§ WHAT IS EXPECTED
Every line with the string "crate" must be copied from the entries below.

§ EXTRACTED RECORDS
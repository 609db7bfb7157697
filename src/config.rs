use anyhow::{Context, Result};
use chrono::Timelike;
use std::path::Path;

/// Top-level configuration, assembled from an optional `tts-relay.toml` file
/// (internal defaults) and then a fixed set of flat environment variables,
/// which always win. Mirrors the layered `config::Config::builder()`
/// approach while still honoring the flat `TTS_ENGINE_URL`-style surface
/// operators already script against.
#[derive(Debug, Clone)]
pub struct TtsRelayConfig {
    pub engine: EngineConfig,
    pub database: DatabaseConfig,
    pub runtime: RuntimeConfig,
    pub high_load: Option<HighLoadWindow>,
    pub http: HttpConfig,
    pub logging: LoggingConfig,
}

#[derive(Debug, Clone)]
pub struct EngineConfig {
    /// Comma-separated `TTS_ENGINE_URL` list, re-read on every synthesis call
    /// by the TTS client so operators can add/remove engines live.
    pub urls: Vec<String>,
}

#[derive(Debug, Clone)]
pub struct DatabaseConfig {
    pub host: String,
    pub port: u16,
    pub name: String,
    pub user: String,
    pub password: String,
    pub ssl: bool,
    pub max_connections: u32,
}

impl DatabaseConfig {
    pub fn connection_string(&self) -> String {
        let sslmode = if self.ssl { "require" } else { "disable" };
        format!(
            "postgres://{}:{}@{}:{}/{}?sslmode={}",
            self.user, self.password, self.host, self.port, self.name, sslmode
        )
    }
}

#[derive(Debug, Clone)]
pub struct RuntimeConfig {
    /// `DEBUG=1` suppresses writes to persistence tables used only for
    /// metrics/state restore.
    pub debug: bool,
    /// `RECONNECT=false` skips the startup reconnection sweep entirely.
    pub reconnect: bool,
    pub voice_connect_timeout: std::time::Duration,
    pub admin_id: Option<i64>,
    pub shard_count: u32,
}

/// Default speaker voice used for system announcements and as the override
/// during a high-load window when no other value is configured.
pub const DEFAULT_SPEAKER_ID: crate::models::SpeakerId = 1;

/// Daily `HH:MM-HH:MM` window (with wrap-around across midnight) in which
/// the session manager's speaker-id lookup returns a fixed high-load override.
#[derive(Debug, Clone, Copy)]
pub struct HighLoadWindow {
    pub start_minutes: u32,
    pub end_minutes: u32,
    /// Fixed UTC offset for the configured timezone. Default Asia/Tokyo (+9h).
    pub tz_offset: chrono::FixedOffset,
    /// Speaker voice every guild is pinned to while inside the window,
    /// regardless of each user's persisted preference.
    pub override_speaker_id: crate::models::SpeakerId,
}

impl HighLoadWindow {
    /// Parse `HH:MM-HH:MM`. Timezone defaults to Asia/Tokyo. The override
    /// voice comes from `HIGH_LOAD_SPEAKER_ID`, falling back to the same
    /// default speaker used for system announcements.
    pub fn parse(raw: &str, override_speaker_id: crate::models::SpeakerId) -> Result<Self> {
        let (start, end) = raw
            .split_once('-')
            .with_context(|| format!("HIGH_LOAD_TIME must be HH:MM-HH:MM, got '{raw}'"))?;
        Ok(Self {
            start_minutes: parse_hhmm(start)?,
            end_minutes: parse_hhmm(end)?,
            tz_offset: chrono::FixedOffset::east_opt(9 * 3600).expect("valid fixed offset"),
            override_speaker_id,
        })
    }

    /// Whether `now` (any timezone) falls inside the configured window,
    /// handling wrap-around across midnight.
    pub fn contains(&self, now: chrono::DateTime<chrono::Utc>) -> bool {
        let local = now.with_timezone(&self.tz_offset);
        let minutes = local.time().hour() * 60 + local.time().minute();
        if self.start_minutes <= self.end_minutes {
            minutes >= self.start_minutes && minutes < self.end_minutes
        } else {
            minutes >= self.start_minutes || minutes < self.end_minutes
        }
    }
}

fn parse_hhmm(raw: &str) -> Result<u32> {
    let (h, m) = raw
        .split_once(':')
        .with_context(|| format!("expected HH:MM, got '{raw}'"))?;
    let h: u32 = h.parse().context("invalid hour")?;
    let m: u32 = m.parse().context("invalid minute")?;
    Ok(h * 60 + m)
}

#[derive(Debug, Clone)]
pub struct HttpConfig {
    pub port: u16,
}

#[derive(Debug, Clone)]
pub struct LoggingConfig {
    pub level: String,
    pub format: String,
}

impl TtsRelayConfig {
    /// Load configuration from an optional `tts-relay.toml` file (internal
    /// defaults only — logging level/format) layered under the operator
    /// environment variables.
    pub fn load() -> Result<Self> {
        let config_path =
            std::env::var("TTS_RELAY_CONFIG").unwrap_or_else(|_| "tts-relay.toml".to_string());

        let mut builder = config::Config::builder()
            .set_default("logging.level", "info")?
            .set_default("logging.format", "text")?;

        if Path::new(&config_path).exists() {
            builder = builder.add_source(config::File::with_name(&config_path));
        }

        let file_settings = builder.build()?;
        let logging = LoggingConfig {
            level: file_settings.get_string("logging.level")?,
            format: file_settings.get_string("logging.format")?,
        };

        let engine_urls = std::env::var("TTS_ENGINE_URL")
            .unwrap_or_else(|_| "http://localhost:50021".to_string());
        let engine = EngineConfig {
            urls: engine_urls
                .split(',')
                .map(str::trim)
                .filter(|s| !s.is_empty())
                .map(str::to_string)
                .collect(),
        };

        let database = DatabaseConfig {
            host: env_or("DB_HOST", "localhost"),
            port: env_or("DB_PORT", "5432").parse().context("DB_PORT")?,
            name: env_or("DB_NAME", "tts_relay"),
            user: env_or("DB_USER", "postgres"),
            password: std::env::var("DB_PASSWORD").unwrap_or_default(),
            ssl: env_bool("DB_SSL", false),
            max_connections: 10,
        };

        let runtime = RuntimeConfig {
            debug: env_or("DEBUG", "0") == "1",
            reconnect: env_or("RECONNECT", "true").to_lowercase() != "false",
            voice_connect_timeout: std::time::Duration::from_secs(
                env_or("VOICE_CONNECT_TIMEOUT", "60").parse().context("VOICE_CONNECT_TIMEOUT")?,
            ),
            admin_id: std::env::var("ADMIN_ID").ok().and_then(|s| s.parse().ok()),
            shard_count: env_or("SHARD_COUNT", "1").parse().context("SHARD_COUNT")?,
        };

        let high_load = match std::env::var("HIGH_LOAD_TIME") {
            Ok(raw) if !raw.trim().is_empty() => {
                let override_speaker_id = std::env::var("HIGH_LOAD_SPEAKER_ID")
                    .ok()
                    .and_then(|s| s.parse().ok())
                    .unwrap_or(DEFAULT_SPEAKER_ID);
                Some(HighLoadWindow::parse(raw.trim(), override_speaker_id)?)
            }
            _ => None,
        };

        let http = HttpConfig {
            port: env_or("HTTP_PORT", "8080").parse().context("HTTP_PORT")?,
        };

        Ok(Self {
            engine,
            database,
            runtime,
            high_load,
            http,
            logging,
        })
    }
}

fn env_or(key: &str, default: &str) -> String {
    std::env::var(key).unwrap_or_else(|_| default.to_string())
}

fn env_bool(key: &str, default: bool) -> bool {
    match std::env::var(key) {
        Ok(v) => matches!(v.as_str(), "1" | "true" | "TRUE" | "True"),
        Err(_) => default,
    }
}

#[cfg(test)]
mod tests {
    use super::*;
    use chrono::TimeZone;

    #[test]
    fn high_load_window_same_day() {
        let w = HighLoadWindow::parse("09:00-17:00", DEFAULT_SPEAKER_ID).unwrap();
        let inside = chrono::Utc.with_ymd_and_hms(2026, 1, 1, 3, 0, 0).unwrap(); // 12:00 JST
        assert!(w.contains(inside));
        let outside = chrono::Utc.with_ymd_and_hms(2026, 1, 1, 23, 0, 0).unwrap(); // 08:00 JST
        assert!(!w.contains(outside));
    }

    #[test]
    fn high_load_window_wraps_midnight() {
        // 22:00-03:00 JST: 23:00 JST should land inside the window.
        let w = HighLoadWindow::parse("22:00-03:00", DEFAULT_SPEAKER_ID).unwrap();
        let at_23_jst = chrono::Utc.with_ymd_and_hms(2026, 1, 1, 14, 0, 0).unwrap();
        assert!(w.contains(at_23_jst));
        let at_10_jst = chrono::Utc.with_ymd_and_hms(2026, 1, 1, 1, 0, 0).unwrap();
        assert!(!w.contains(at_10_jst));
    }
}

§ SOLUTION
pub const DEFAULT_SPEAKER_ID: crate::models::SpeakerId = 1;
    pub override_speaker_id: crate::models::SpeakerId,
    pub fn parse(raw: &str, override_speaker_id: crate::models::SpeakerId) -> Result<Self> {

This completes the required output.